Early Colonial Brazil (16th century)

Portugal at the time of the conquest was a country just emerging from feudalism with an impoverished peasantry. Brazil offered rich agricultural land that was just not available in Portugal itself. At first the Portuguese gave relatively little attention to Brazil. The Portuguese Conquistadores found little gold and the primary focus at the time was primarily on the immensely profitable trade opened with the East (India, Indonesia, and China). Thus for the first three decades Brazil languished. This lack of attention to establishing a colony in Brazil, let to incursions by other European countries. The Portuguese Crown to combat this created a system of occupying the coast without the substantial costs of establishing a colony and maintaining large military force. The Crown created the Hereditary Captaincies system, The King divided Brazil into strips of land that were entrusted to noblemen. They answered to the king and occupying and developing their land grant was done at their expense. It took some time for the monarchy to realize that the Captaincies system was not working. Only two of the land grants were actually occupied by the noblemen to which the land was granted (Pernambuco and São Vicente in the modern state of São Paulo). Brazil produced little income for Portugal in sharp contrast to the Spanish colonies (especially Mexico and Peru-Bolivia where gold and silver was discovered. One of the few important resources found in Brazil was what came to be called brazilwood (Caesalpinia echinata). This was a large tree.
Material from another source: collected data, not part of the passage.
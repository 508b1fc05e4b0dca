//! UseCase: メッセージ送信処理
//!
//! ## テスト実装の作業記録
//!
//! ### 何をテストしているか
//! - SendMessageUseCase::execute() メソッド
//! - メッセージ送信処理（ルームの取得、集約の操作、保存、イベント発行）
//!
//! ### なぜこのテストが必要か
//! - ビジネスロジックの検証：投稿の前提条件はすべて集約に委譲される
//! - 保存成功後にのみ MessageSent イベントが発行されることを確認
//! - 存在しないルームへの送信が RoomNotFound になることを保証
//!
//! ### どのような状況を想定しているか
//! - 正常系：メッセージ送信とイベント発行
//! - 異常系：存在しないルーム、ドメインルール違反（未接続・ミュート中など）
//! - エッジケース：ドメインルール違反時に保存が行われないこと

use std::sync::Arc;

use crate::domain::{
    ChatRoomRepository, Emote, EventPublisher, Message, ModerationPolicy, RoomId, Timestamp,
    UserId,
};

use super::error::UseCaseError;

/// メッセージ送信のユースケース
pub struct SendMessageUseCase {
    /// Repository（データアクセス層の抽象化）
    repository: Arc<dyn ChatRoomRepository>,
    /// ドメインイベントの発行先
    publisher: Arc<dyn EventPublisher>,
    /// コンテンツ検証のポリシー（ステートレス）
    policy: ModerationPolicy,
}

impl SendMessageUseCase {
    /// 新しい SendMessageUseCase を作成
    pub fn new(repository: Arc<dyn ChatRoomRepository>, publisher: Arc<dyn EventPublisher>) -> Self {
        Self {
            repository,
            publisher,
            policy: ModerationPolicy::new(),
        }
    }

    /// メッセージ送信を実行
    ///
    /// # Arguments
    ///
    /// * `room_id` - 送信先ルームの ID（Domain Model）
    /// * `user_id` - メッセージ送信者のユーザー ID（Domain Model）
    /// * `content` - メッセージ内容（未検証の生文字列）
    /// * `emotes` - メッセージに含まれるエモート
    ///
    /// # Returns
    ///
    /// * `Ok(Message)` - 作成されたメッセージ
    /// * `Err(UseCaseError)` - 送信失敗
    pub async fn execute(
        &self,
        room_id: RoomId,
        user_id: UserId,
        content: String,
        emotes: Vec<Emote>,
    ) -> Result<Message, UseCaseError> {
        // 1. Repository からルームを取得
        let mut room = self
            .repository
            .find_by_id(&room_id)
            .await?
            .ok_or_else(|| UseCaseError::RoomNotFound {
                room_id: room_id.as_str().to_string(),
            })?;

        // 2. 集約を操作（前提条件の検証はすべて集約の責務）
        let now = Timestamp::now();
        let message = match room.publish_message(&user_id, &content, emotes, now, &self.policy) {
            Ok(message) => message,
            Err(err) => {
                tracing::warn!("Rejected message from '{}' in room '{}': {}", user_id, room_id, err);
                return Err(err.into());
            }
        };

        // 3. 保存に成功してからイベントを発行
        self.repository.save(&mut room).await?;
        self.publisher.publish_all(room.take_events()).await;

        tracing::info!("Message '{}' published to room '{}'", message.id(), room_id);
        Ok(message)
    }
}
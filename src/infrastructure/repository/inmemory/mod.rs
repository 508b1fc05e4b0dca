//! インメモリ実装

pub mod room;

pub use room::InMemoryChatRoomRepository;
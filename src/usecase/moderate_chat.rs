//! UseCase: モデレーション処理
//!
//! ## テスト実装の作業記録
//!
//! ### 何をテストしているか
//! - ModerateChatUseCase::execute() メソッド
//! - モデレーション処理（ban / timeout の適用、UserModerated イベントの発行）
//!
//! ### なぜこのテストが必要か
//! - ビジネスロジックの検証：権限・対象・期間のルールは集約とポリシーに委譲される
//! - 適用後の状態（ban セット、muted_until）が永続化されることを確認
//! - ルール違反時に状態が保存されないことを保証
//!
//! ### どのような状況を想定しているか
//! - 正常系：ban の適用、timeout の適用
//! - 異常系：存在しないルーム、権限なし、自己モデレーション、不正な期間
//! - エッジケース：ban 済みユーザーへの再適用（対象が接続リストにいない）

use std::sync::Arc;

use crate::domain::{
    ChatRoomRepository, EventPublisher, ModerationAction, ModerationPolicy, RoomId, Timestamp,
    UserId,
};

use super::error::UseCaseError;

/// モデレーションのユースケース
pub struct ModerateChatUseCase {
    /// Repository（データアクセス層の抽象化）
    repository: Arc<dyn ChatRoomRepository>,
    /// ドメインイベントの発行先
    publisher: Arc<dyn EventPublisher>,
    /// 権限・期間検証のポリシー（ステートレス）
    policy: ModerationPolicy,
}

impl ModerateChatUseCase {
    /// 新しい ModerateChatUseCase を作成
    pub fn new(repository: Arc<dyn ChatRoomRepository>, publisher: Arc<dyn EventPublisher>) -> Self {
        Self {
            repository,
            publisher,
            policy: ModerationPolicy::new(),
        }
    }

    /// モデレーションアクションを実行
    ///
    /// # Arguments
    ///
    /// * `room_id` - 対象ルームの ID（Domain Model）
    /// * `moderator_id` - モデレーターのユーザー ID
    /// * `target_user_id` - 対象ユーザーの ID
    /// * `action` - 適用するアクション（ban / timeout）
    /// * `duration_ms` - timeout の期間（ミリ秒、ban では無視される）
    ///
    /// # Returns
    ///
    /// * `Ok(())` - 適用成功
    /// * `Err(UseCaseError)` - 適用失敗
    pub async fn execute(
        &self,
        room_id: RoomId,
        moderator_id: UserId,
        target_user_id: UserId,
        action: ModerationAction,
        duration_ms: Option<i64>,
    ) -> Result<(), UseCaseError> {
        // 1. Repository からルームを取得
        let mut room = self
            .repository
            .find_by_id(&room_id)
            .await?
            .ok_or_else(|| UseCaseError::RoomNotFound {
                room_id: room_id.as_str().to_string(),
            })?;

        // 2. 集約を操作（権限・期間の検証はポリシーに委譲される）
        let now = Timestamp::now();
        if let Err(err) = room.apply_moderation_action(
            &moderator_id,
            &target_user_id,
            action,
            duration_ms,
            now,
            &self.policy,
        ) {
            tracing::warn!(
                "Rejected {} by '{}' on '{}' in room '{}': {}",
                action,
                moderator_id,
                target_user_id,
                room_id,
                err
            );
            return Err(err.into());
        }

        // 3. 保存に成功してからイベントを発行
        self.repository.save(&mut room).await?;
        self.publisher.publish_all(room.take_events()).await;

        tracing::info!(
            "Applied {} to '{}' in room '{}' by '{}'",
            action,
            target_user_id,
            room_id,
            moderator_id
        );
        Ok(())
    }
}
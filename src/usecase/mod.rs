//! UseCase 層
//!
//! ビジネスロジックの入口となるレイヤー。トランスポート層から呼び出され、
//! ルームの取得 → 集約の操作 → 保存 → イベント発行の順で処理します。

pub mod connect_participant;
pub mod disconnect_participant;
pub mod error;
pub mod moderate_chat;
pub mod send_message;

pub use connect_participant::ConnectParticipantUseCase;
pub use disconnect_participant::DisconnectParticipantUseCase;
pub use error::{ErrorClass, UseCaseError};
pub use moderate_chat::ModerateChatUseCase;
pub use send_message::SendMessageUseCase;
//! Persistence document DTOs for the chat room.
//!
//! The stored shape is decoupled from the domain model: the mute map is
//! flattened to entries, the ban set is stored as a sorted list, and the
//! concurrency token travels with the document. Mapping back to the domain
//! re-validates through the value-object constructors.

use std::collections::{HashMap, HashSet};

use serde::{Deserialize, Serialize};

use crate::domain::{
    Badge, ChannelId, ChatParticipant, ChatRoom, Emote, Message, MessageContent, MessageId,
    RoomId, Timestamp, UserId, ValueObjectError,
};

/// Stored form of an emote
#[derive(Debug, Clone, Serialize, Deserialize)]
pub struct EmoteDocument {
    pub code: String,
    pub image_url: String,
}

/// Stored form of a badge
#[derive(Debug, Clone, Serialize, Deserialize)]
pub struct BadgeDocument {
    pub name: String,
    pub image_url: String,
}

/// Stored form of a message
#[derive(Debug, Clone, Serialize, Deserialize)]
pub struct MessageDocument {
    pub id: String,
    pub user_id: String,
    pub content: String,
    /// Unix timestamp (milliseconds since epoch) in UTC
    pub timestamp: i64,
    pub emotes: Vec<EmoteDocument>,
}

/// Stored form of a connected participant
#[derive(Debug, Clone, Serialize, Deserialize)]
pub struct ParticipantDocument {
    pub user_id: String,
    pub is_moderator: bool,
    pub badges: Vec<BadgeDocument>,
}

/// Stored form of one mute entry
#[derive(Debug, Clone, Serialize, Deserialize)]
pub struct MutedEntryDocument {
    pub user_id: String,
    /// Mute expiry (Unix millis); entries that already lapsed are stored
    /// as-is and treated as absent by the domain
    pub expires_at: i64,
}

/// Stored form of a chat room
#[derive(Debug, Clone, Serialize, Deserialize)]
pub struct RoomDocument {
    pub id: String,
    pub channel_id: String,
    /// Optimistic concurrency token
    pub version: u64,
    pub next_message_seq: u64,
    pub messages: Vec<MessageDocument>,
    pub connected_participants: Vec<ParticipantDocument>,
    pub banned_user_ids: Vec<String>,
    pub muted_until: Vec<MutedEntryDocument>,
}

impl RoomDocument {
    /// Map a domain aggregate to its stored form.
    ///
    /// Set- and map-backed collections are sorted so the document shape is
    /// deterministic.
    pub fn from_room(room: &ChatRoom) -> Self {
        let mut banned_user_ids: Vec<String> = room
            .banned_user_ids()
            .iter()
            .map(|user_id| user_id.as_str().to_string())
            .collect();
        banned_user_ids.sort();

        let mut muted_until: Vec<MutedEntryDocument> = room
            .muted_until()
            .iter()
            .map(|(user_id, expires_at)| MutedEntryDocument {
                user_id: user_id.as_str().to_string(),
                expires_at: *expires_at,
            })
            .collect();
        muted_until.sort_by(|a, b| a.user_id.cmp(&b.user_id));

        Self {
            id: room.id().as_str().to_string(),
            channel_id: room.channel_id().as_str().to_string(),
            version: room.version(),
            next_message_seq: room.next_message_seq(),
            messages: room.messages().iter().map(MessageDocument::from_message).collect(),
            connected_participants: room
                .connected_participants()
                .iter()
                .map(ParticipantDocument::from_participant)
                .collect(),
            banned_user_ids,
            muted_until,
        }
    }

    /// Map the stored form back to a domain aggregate.
    ///
    /// Expired mute entries are restored unchanged; cleanup on load is
    /// intentionally not performed.
    pub fn into_room(self) -> Result<ChatRoom, ValueObjectError> {
        let id = RoomId::new(self.id)?;
        let channel_id = ChannelId::new(self.channel_id)?;

        let messages = self
            .messages
            .into_iter()
            .map(MessageDocument::into_message)
            .collect::<Result<Vec<_>, _>>()?;

        let connected_participants = self
            .connected_participants
            .into_iter()
            .map(ParticipantDocument::into_participant)
            .collect::<Result<Vec<_>, _>>()?;

        let banned_user_ids = self
            .banned_user_ids
            .into_iter()
            .map(UserId::new)
            .collect::<Result<HashSet<_>, _>>()?;

        let muted_until = self
            .muted_until
            .into_iter()
            .map(|entry| Ok((UserId::new(entry.user_id)?, entry.expires_at)))
            .collect::<Result<HashMap<_, _>, ValueObjectError>>()?;

        Ok(ChatRoom::restore(
            id,
            channel_id,
            messages,
            connected_participants,
            banned_user_ids,
            muted_until,
            self.next_message_seq,
            self.version,
        ))
    }
}

impl MessageDocument {
    fn from_message(message: &Message) -> Self {
        Self {
            id: message.id().as_str().to_string(),
            user_id: message.user_id().as_str().to_string(),
            content: message.content().as_str().to_string(),
            timestamp: message.timestamp().value(),
            emotes: message
                .emotes()
                .iter()
                .map(|emote| EmoteDocument {
                    code: emote.code().to_string(),
                    image_url: emote.image_url().to_string(),
                })
                .collect(),
        }
    }

    fn into_message(self) -> Result<Message, ValueObjectError> {
        let emotes = self
            .emotes
            .into_iter()
            .map(|emote| Emote::new(emote.code, emote.image_url))
            .collect::<Result<Vec<_>, _>>()?;

        Ok(Message::restore(
            MessageId::new(self.id)?,
            UserId::new(self.user_id)?,
            MessageContent::new(&self.content)?,
            Timestamp::new(self.timestamp)?,
            emotes,
        ))
    }
}

impl ParticipantDocument {
    fn from_participant(participant: &ChatParticipant) -> Self {
        Self {
            user_id: participant.user_id().as_str().to_string(),
            is_moderator: participant.is_moderator(),
            badges: participant
                .badges()
                .iter()
                .map(|badge| BadgeDocument {
                    name: badge.name().to_string(),
                    image_url: badge.image_url().to_string(),
                })
                .collect(),
        }
    }

    fn into_participant(self) -> Result<ChatParticipant, ValueObjectError> {
        let badges = self
            .badges
            .into_iter()
            .map(|badge| Badge::new(badge.name, badge.image_url))
            .collect::<Result<Vec<_>, _>>()?;

        Ok(ChatParticipant::new(
            UserId::new(self.user_id)?,
            self.is_moderator,
            badges,
        ))
    }
}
The trunk was found to contain contains a prized red dye. Exploitation nearly wiped out the trees. Portuguese settlement of Brazil was initially confined to the coastal regions. The exploration of the interior was limited and largely confined to para-military adventurers--the bandeirantes. They followed the rivers into the interior, looking for gold and Native Americans who could be enslaved. The result was to depopulate large areas of the interior along the major rivers.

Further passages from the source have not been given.